*Required action*: The task calls for every line of the data to be retyped exactly.

*Study material*:
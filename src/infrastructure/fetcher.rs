//! 压缩包引用 → 字节 的边界
//!
//! 上传引用的解析属于外部传输层；本核心只消费一个可解析为
//! 原始字节的不透明句柄。大小超限的失败会进入编排层的错误分类，
//! 用单独的文案提示用户。

use async_trait::async_trait;
use tokio::fs;

use crate::error::{AppError, AppResult, FetchError};

/// 压缩包字节获取能力
#[async_trait]
pub trait ArchiveFetcher: Send + Sync {
    /// 把引用解析为原始 ZIP 字节
    async fn fetch(&self, reference: &str) -> AppResult<Vec<u8>>;
}

/// 本地文件获取器（本地批处理模式 / 测试）
pub struct FsFetcher {
    max_bytes: u64,
}

impl FsFetcher {
    pub fn new(max_bytes: u64) -> Self {
        Self { max_bytes }
    }
}

#[async_trait]
impl ArchiveFetcher for FsFetcher {
    async fn fetch(&self, reference: &str) -> AppResult<Vec<u8>> {
        let meta = fs::metadata(reference)
            .await
            .map_err(|e| AppError::fetch_failed(reference, e))?;
        if meta.len() > self.max_bytes {
            return Err(AppError::Fetch(FetchError::SizeExceeded {
                size: meta.len(),
                limit: self.max_bytes,
            }));
        }
        fs::read(reference)
            .await
            .map_err(|e| AppError::fetch_failed(reference, e))
    }
}

/// HTTP 获取器（URL 形式的引用）
pub struct HttpFetcher {
    client: reqwest::Client,
    max_bytes: u64,
}

impl HttpFetcher {
    pub fn new(max_bytes: u64) -> Self {
        Self {
            client: reqwest::Client::new(),
            max_bytes,
        }
    }
}

#[async_trait]
impl ArchiveFetcher for HttpFetcher {
    async fn fetch(&self, reference: &str) -> AppResult<Vec<u8>> {
        let response = self
            .client
            .get(reference)
            .send()
            .await
            .map_err(|e| AppError::fetch_failed(reference, e))?;

        if let Some(len) = response.content_length() {
            if len > self.max_bytes {
                return Err(AppError::Fetch(FetchError::SizeExceeded {
                    size: len,
                    limit: self.max_bytes,
                }));
            }
        }

        let bytes = response
            .bytes()
            .await
            .map_err(|e| AppError::fetch_failed(reference, e))?;

        if bytes.len() as u64 > self.max_bytes {
            return Err(AppError::Fetch(FetchError::SizeExceeded {
                size: bytes.len() as u64,
                limit: self.max_bytes,
            }));
        }

        Ok(bytes.to_vec())
    }
}

#[cfg(test)]
mod tests {
    use super::*;

    #[test]
    fn test_fs_fetcher_enforces_size_limit() {
        tokio_test::block_on(async {
            let path = std::env::temp_dir().join(format!("fetch_{}.zip", uuid::Uuid::new_v4()));
            std::fs::write(&path, vec![0u8; 64]).unwrap();

            let small = FsFetcher::new(16);
            let err = small.fetch(&path.to_string_lossy()).await.unwrap_err();
            assert!(err.is_size_exceeded());

            let roomy = FsFetcher::new(1024);
            assert_eq!(roomy.fetch(&path.to_string_lossy()).await.unwrap().len(), 64);

            let _ = std::fs::remove_file(&path);
        });
    }

    #[test]
    fn test_fs_fetcher_missing_file() {
        tokio_test::block_on(async {
            let fetcher = FsFetcher::new(1024);
            let err = fetcher.fetch("/no/such/file.zip").await.unwrap_err();
            assert!(!err.is_size_exceeded());
        });
    }

    /// 本地一次性 HTTP 服务，返回固定长度的响应体
    fn serve_bytes(body_len: usize, requests: usize) -> (String, std::thread::JoinHandle<()>) {
        use std::io::{Read as _, Write as _};

        let listener = std::net::TcpListener::bind("127.0.0.1:0").unwrap();
        let addr = listener.local_addr().unwrap();
        let handle = std::thread::spawn(move || {
            for _ in 0..requests {
                let (mut stream, _) = listener.accept().unwrap();
                let mut buf = [0u8; 1024];
                let _ = stream.read(&mut buf);
                let head = format!(
                    "HTTP/1.1 200 OK\r\nContent-Length: {}\r\nConnection: close\r\n\r\n",
                    body_len
                );
                stream.write_all(head.as_bytes()).unwrap();
                stream.write_all(&vec![b'x'; body_len]).unwrap();
            }
        });
        (format!("http://{}/bundle.zip", addr), handle)
    }

    #[test]
    fn test_http_fetcher_enforces_size_limit() {
        let (url, handle) = serve_bytes(64, 2);
        tokio_test::block_on(async {
            // Content-Length 预检查就能拒绝
            let small = HttpFetcher::new(16);
            let err = small.fetch(&url).await.unwrap_err();
            assert!(err.is_size_exceeded());

            let roomy = HttpFetcher::new(1024);
            assert_eq!(roomy.fetch(&url).await.unwrap().len(), 64);
        });
        handle.join().unwrap();
    }
}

*Response for this exercise*:
filename src/infrastructure/fetcher.rs
//! 压缩包引用 → 字节 的边界
//!
//! 上传引用的解析属于外部传输层；本核心只消费一个可解析为
//! 原始字节的不透明句柄。大小超限的失败会进入编排层的错误分类，
//! 用单独的文案提示用户。

use async_trait::async_trait;
use tokio::fs;

use crate::error::{AppError, AppResult, FetchError};

/// 压缩包字节获取能力
#[async_trait]
pub trait ArchiveFetcher: Send + Sync {
    /// 把引用解析为原始 ZIP 字节
    async fn fetch(&self, reference: &str) -> AppResult<Vec<u8>>;
}

/// 本地文件获取器（本地批处理模式 / 测试）
pub struct FsFetcher {
    max_bytes: u64,
}

impl FsFetcher {
    pub fn new(max_bytes: u64) -> Self {
        Self { max_bytes }
    }
}

#[async_trait]
impl ArchiveFetcher for FsFetcher {
    async fn fetch(&self, reference: &str) -> AppResult<Vec<u8>> {
        let meta = fs::metadata(reference)
            .await
            .map_err(|e| AppError::fetch_failed(reference, e))?;
        if meta.len() > self.max_bytes {
            return Err(AppError::Fetch(FetchError::SizeExceeded {
                size: meta.len(),
                limit: self.max_bytes,
            }));
        }
        fs::read(reference)
            .await
            .map_err(|e| AppError::fetch_failed(reference, e))
    }
}

/// HTTP 获取器（URL 形式的引用）
pub struct HttpFetcher {
    client: reqwest::Client,
    max_bytes: u64,
}

impl HttpFetcher {
    pub fn new(max_bytes: u64) -> Self {
        Self {
            client: reqwest::Client::new(),
            max_bytes,
        }
    }
}

#[async_trait]
impl ArchiveFetcher for HttpFetcher {
    async fn fetch(&self, reference: &str) -> AppResult<Vec<u8>> {
        let response = self
            .client
            .get(reference)
            .send()
            .await
            .map_err(|e| AppError::fetch_failed(reference, e))?;

        if let Some(len) = response.content_length() {
            if len > self.max_bytes {
                return Err(AppError::Fetch(FetchError::SizeExceeded {
                    size: len,
                    limit: self.max_bytes,
                }));
            }
        }

        let bytes = response
            .bytes()
            .await
            .map_err(|e| AppError::fetch_failed(reference, e))?;

        if bytes.len() as u64 > self.max_bytes {
            return Err(AppError::Fetch(FetchError::SizeExceeded {
                size: bytes.len() as u64,
                limit: self.max_bytes,
            }));
        }

        Ok(bytes.to_vec())
    }
}

#[cfg(test)]
mod tests {
    use super::*;

    #[test]
    fn test_fs_fetcher_enforces_size_limit() {
        tokio_test::block_on(async {
            let path = std::env::temp_dir().join(format!("fetch_{}.zip", uuid::Uuid::new_v4()));
            std::fs::write(&path, vec![0u8; 64]).unwrap();

            let small = FsFetcher::new(16);
            let err = small.fetch(&path.to_string_lossy()).await.unwrap_err();
            assert!(err.is_size_exceeded());

            let roomy = FsFetcher::new(1024);
            assert_eq!(roomy.fetch(&path.to_string_lossy()).await.unwrap().len(), 64);

            let _ = std::fs::remove_file(&path);
        });
    }

    #[test]
    fn test_fs_fetcher_missing_file() {
        tokio_test::block_on(async {
            let fetcher = FsFetcher::new(1024);
            let err = fetcher.fetch("/no/such/file.zip").await.unwrap_err();
            assert!(!err.is_size_exceeded());
        });
    }

    /// 本地一次性 HTTP 服务，返回固定长度的响应体
    fn serve_bytes(body_len: usize, requests: usize) -> (String, std::thread::JoinHandle<()>) {
        use std::io::{Read as _, Write as _};

        let listener = std::net::TcpListener::bind("127.0.0.1:0").unwrap();
        let addr = listener.local_addr().unwrap();
        let handle = std::thread::spawn(move || {
            for _ in 0..requests {
                let (mut stream, _) = listener.accept().unwrap();
                let mut buf = [0u8; 1024];
                let _ = stream.read(&mut buf);
                let head = format!(
                    "HTTP/1.1 200 OK\r\nContent-Length: {}\r\nConnection: close\r\n\r\n",
                    body_len
                );
                stream.write_all(head.as_bytes()).unwrap();
                stream.write_all(&vec![b'x'; body_len]).unwrap();
            }
        });
        (format!("http://{}/bundle.zip", addr), handle)
    }

    #[test]
    fn test_http_fetcher_enforces_size_limit() {
        let (url, handle) = serve_bytes(64, 2);
        tokio_test::block_on(async {
            // Content-Length 预检查就能拒绝
            let small = HttpFetcher::new(16);
            let err = small.fetch(&url).await.unwrap_err();
            assert!(err.is_size_exceeded());

            let roomy = HttpFetcher::new(1024);
            assert_eq!(roomy.fetch(&url).await.unwrap().len(), 64);
        });
        handle.join().unwrap();
    }
}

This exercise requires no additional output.